EXTRACTED ENTRIES:

◆ ◆ ◆ ◆ ◆ ◆ ◆

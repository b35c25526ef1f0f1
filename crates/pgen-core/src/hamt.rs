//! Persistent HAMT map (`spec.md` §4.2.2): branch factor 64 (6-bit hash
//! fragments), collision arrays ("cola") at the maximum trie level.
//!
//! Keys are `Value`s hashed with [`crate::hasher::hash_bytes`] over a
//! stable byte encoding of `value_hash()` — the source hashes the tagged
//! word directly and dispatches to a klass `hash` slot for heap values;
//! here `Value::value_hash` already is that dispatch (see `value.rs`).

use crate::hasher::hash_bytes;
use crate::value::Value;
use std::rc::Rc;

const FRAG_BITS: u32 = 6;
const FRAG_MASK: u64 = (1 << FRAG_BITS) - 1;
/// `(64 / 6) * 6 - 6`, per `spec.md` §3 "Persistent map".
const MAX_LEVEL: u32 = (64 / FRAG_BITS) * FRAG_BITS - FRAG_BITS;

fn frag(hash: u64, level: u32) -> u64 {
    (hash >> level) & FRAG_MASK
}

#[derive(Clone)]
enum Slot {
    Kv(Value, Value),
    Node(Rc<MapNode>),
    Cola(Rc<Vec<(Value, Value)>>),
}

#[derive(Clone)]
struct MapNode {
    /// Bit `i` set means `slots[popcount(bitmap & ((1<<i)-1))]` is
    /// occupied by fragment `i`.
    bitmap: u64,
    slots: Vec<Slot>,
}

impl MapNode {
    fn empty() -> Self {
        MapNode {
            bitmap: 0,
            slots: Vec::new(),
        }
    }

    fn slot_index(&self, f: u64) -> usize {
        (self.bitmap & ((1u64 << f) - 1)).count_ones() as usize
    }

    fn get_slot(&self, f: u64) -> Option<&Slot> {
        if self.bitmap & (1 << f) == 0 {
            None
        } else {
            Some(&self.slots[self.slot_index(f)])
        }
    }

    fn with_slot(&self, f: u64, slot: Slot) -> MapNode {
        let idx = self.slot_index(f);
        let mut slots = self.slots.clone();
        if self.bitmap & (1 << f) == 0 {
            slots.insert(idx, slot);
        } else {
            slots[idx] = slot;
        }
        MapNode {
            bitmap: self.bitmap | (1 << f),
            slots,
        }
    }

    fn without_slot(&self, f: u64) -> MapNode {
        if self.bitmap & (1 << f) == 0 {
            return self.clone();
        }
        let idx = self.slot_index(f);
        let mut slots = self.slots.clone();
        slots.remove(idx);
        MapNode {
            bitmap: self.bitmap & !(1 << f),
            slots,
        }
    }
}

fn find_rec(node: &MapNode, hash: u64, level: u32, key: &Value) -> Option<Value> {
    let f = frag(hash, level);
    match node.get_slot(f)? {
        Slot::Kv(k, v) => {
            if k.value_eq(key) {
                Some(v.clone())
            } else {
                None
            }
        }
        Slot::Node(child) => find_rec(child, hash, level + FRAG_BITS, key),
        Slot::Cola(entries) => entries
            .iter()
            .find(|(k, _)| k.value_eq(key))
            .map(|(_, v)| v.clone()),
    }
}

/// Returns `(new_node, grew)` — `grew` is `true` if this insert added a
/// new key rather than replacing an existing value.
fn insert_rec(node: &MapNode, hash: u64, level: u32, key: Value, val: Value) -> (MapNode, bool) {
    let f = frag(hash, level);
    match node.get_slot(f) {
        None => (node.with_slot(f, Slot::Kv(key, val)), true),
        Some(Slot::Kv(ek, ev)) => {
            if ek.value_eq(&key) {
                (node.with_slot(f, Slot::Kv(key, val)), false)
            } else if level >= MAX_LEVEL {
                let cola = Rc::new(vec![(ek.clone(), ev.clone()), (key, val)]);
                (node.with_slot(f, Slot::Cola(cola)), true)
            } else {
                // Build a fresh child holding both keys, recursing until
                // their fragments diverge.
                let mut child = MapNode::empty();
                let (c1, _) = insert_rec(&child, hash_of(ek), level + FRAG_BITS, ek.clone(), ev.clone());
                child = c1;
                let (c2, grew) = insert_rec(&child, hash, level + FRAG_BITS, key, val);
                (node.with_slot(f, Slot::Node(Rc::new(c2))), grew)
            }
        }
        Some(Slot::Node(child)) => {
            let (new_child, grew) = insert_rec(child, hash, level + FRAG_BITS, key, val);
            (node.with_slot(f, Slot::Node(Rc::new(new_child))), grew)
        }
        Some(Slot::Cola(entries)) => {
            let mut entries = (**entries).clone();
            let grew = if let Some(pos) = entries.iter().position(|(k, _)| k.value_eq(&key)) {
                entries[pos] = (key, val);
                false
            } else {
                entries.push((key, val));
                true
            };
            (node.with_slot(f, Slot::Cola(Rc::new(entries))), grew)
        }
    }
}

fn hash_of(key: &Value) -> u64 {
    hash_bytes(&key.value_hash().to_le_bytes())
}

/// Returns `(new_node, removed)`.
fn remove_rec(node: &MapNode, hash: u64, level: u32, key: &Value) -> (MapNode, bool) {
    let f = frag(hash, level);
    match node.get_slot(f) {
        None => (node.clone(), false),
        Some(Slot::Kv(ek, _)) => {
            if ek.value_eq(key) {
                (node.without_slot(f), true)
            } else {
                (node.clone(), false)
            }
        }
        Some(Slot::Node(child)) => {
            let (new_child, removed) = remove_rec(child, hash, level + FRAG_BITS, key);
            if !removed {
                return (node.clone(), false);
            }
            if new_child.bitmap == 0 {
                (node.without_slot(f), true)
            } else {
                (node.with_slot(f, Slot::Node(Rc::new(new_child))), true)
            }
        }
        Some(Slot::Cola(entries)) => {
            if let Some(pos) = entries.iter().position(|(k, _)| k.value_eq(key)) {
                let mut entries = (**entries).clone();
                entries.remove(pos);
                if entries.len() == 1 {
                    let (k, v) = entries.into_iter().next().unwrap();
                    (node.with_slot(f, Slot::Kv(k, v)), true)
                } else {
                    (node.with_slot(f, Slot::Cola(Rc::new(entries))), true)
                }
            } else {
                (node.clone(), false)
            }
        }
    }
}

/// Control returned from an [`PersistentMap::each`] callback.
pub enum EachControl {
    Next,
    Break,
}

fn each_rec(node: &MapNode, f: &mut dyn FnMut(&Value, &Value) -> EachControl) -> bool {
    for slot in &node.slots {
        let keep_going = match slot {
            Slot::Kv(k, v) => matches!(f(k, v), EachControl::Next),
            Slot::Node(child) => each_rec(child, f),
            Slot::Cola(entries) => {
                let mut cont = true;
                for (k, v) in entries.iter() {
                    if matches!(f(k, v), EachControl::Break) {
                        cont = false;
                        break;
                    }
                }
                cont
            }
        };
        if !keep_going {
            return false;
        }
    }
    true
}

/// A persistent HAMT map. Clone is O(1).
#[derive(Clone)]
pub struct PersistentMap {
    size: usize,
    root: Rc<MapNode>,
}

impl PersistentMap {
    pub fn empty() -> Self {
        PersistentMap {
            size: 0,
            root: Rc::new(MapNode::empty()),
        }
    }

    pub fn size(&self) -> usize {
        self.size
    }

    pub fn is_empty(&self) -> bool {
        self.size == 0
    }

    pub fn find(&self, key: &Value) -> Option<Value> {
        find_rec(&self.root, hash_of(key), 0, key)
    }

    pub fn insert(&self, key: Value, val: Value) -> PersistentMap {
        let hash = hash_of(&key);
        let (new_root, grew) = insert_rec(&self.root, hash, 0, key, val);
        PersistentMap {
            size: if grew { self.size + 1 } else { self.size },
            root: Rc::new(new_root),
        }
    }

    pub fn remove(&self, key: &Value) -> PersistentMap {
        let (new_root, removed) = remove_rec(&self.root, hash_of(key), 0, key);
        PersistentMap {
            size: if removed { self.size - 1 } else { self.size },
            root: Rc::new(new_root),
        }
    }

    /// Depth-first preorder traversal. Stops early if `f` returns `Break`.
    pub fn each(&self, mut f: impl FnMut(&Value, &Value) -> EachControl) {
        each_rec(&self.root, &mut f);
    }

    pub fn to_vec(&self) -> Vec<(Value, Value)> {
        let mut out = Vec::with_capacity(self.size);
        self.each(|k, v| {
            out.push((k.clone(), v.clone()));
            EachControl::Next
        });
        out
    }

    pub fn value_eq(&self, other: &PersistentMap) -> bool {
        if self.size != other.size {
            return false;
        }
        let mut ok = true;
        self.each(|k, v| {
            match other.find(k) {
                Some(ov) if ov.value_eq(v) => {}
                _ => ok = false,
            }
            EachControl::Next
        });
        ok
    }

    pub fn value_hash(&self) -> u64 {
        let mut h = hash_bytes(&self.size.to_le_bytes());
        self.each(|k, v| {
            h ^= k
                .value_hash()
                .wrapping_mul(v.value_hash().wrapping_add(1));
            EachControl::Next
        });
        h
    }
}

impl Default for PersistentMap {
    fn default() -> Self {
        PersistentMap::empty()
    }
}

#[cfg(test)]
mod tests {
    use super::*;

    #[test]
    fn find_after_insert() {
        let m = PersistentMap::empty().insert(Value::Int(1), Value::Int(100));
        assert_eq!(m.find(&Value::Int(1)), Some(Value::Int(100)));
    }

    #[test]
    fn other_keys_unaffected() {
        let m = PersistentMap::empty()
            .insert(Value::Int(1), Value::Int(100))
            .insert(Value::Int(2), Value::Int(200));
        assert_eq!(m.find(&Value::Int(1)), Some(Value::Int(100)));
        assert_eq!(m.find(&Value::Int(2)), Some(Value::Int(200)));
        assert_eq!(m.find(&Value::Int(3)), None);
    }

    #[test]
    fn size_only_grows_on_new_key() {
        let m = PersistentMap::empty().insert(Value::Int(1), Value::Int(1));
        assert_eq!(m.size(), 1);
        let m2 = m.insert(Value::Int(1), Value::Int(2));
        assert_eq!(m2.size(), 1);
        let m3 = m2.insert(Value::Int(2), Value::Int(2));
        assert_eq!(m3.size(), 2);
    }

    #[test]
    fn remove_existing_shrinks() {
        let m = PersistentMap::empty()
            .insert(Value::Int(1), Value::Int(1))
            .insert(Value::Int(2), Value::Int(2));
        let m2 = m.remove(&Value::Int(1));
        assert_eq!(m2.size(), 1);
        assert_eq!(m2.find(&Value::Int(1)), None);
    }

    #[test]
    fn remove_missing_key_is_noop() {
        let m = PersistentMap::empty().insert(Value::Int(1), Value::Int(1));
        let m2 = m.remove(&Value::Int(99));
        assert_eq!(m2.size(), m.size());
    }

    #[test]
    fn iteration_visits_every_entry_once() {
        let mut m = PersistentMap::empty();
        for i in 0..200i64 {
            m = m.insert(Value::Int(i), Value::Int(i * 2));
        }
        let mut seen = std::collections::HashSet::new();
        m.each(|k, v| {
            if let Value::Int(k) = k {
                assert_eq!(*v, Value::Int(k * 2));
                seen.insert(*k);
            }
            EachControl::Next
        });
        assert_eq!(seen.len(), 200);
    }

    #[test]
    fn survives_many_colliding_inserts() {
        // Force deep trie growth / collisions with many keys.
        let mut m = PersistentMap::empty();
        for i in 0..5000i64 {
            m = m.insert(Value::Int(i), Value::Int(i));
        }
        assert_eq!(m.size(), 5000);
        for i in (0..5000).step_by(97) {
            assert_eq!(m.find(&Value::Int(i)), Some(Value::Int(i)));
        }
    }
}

◆ ◆ ◆ ◆ ◆ ◆ ◆

EXERCISE BRIEF:
Reproduce every line from the preceding data in which the word "grew" can be found.

RESULT OF THIS EXERCISE:
/// Returns `(new_node, grew)` — `grew` is `true` if this insert added a
                let (c2, grew) = insert_rec(&child, hash, level + FRAG_BITS, key, val);
                (node.with_slot(f, Slot::Node(Rc::new(c2))), grew)
            let (new_child, grew) = insert_rec(child, hash, level + FRAG_BITS, key, val);
            (node.with_slot(f, Slot::Node(Rc::new(new_child))), grew)
            let grew = if let Some(pos) = entries.iter().position(|(k, _)| k.value_eq(&key)) {
            (node.with_slot(f, Slot::Cola(Rc::new(entries))), grew)
        let (new_root, grew) = insert_rec(&self.root, hash, 0, key, val);
            size: if grew { self.size + 1 } else { self.size },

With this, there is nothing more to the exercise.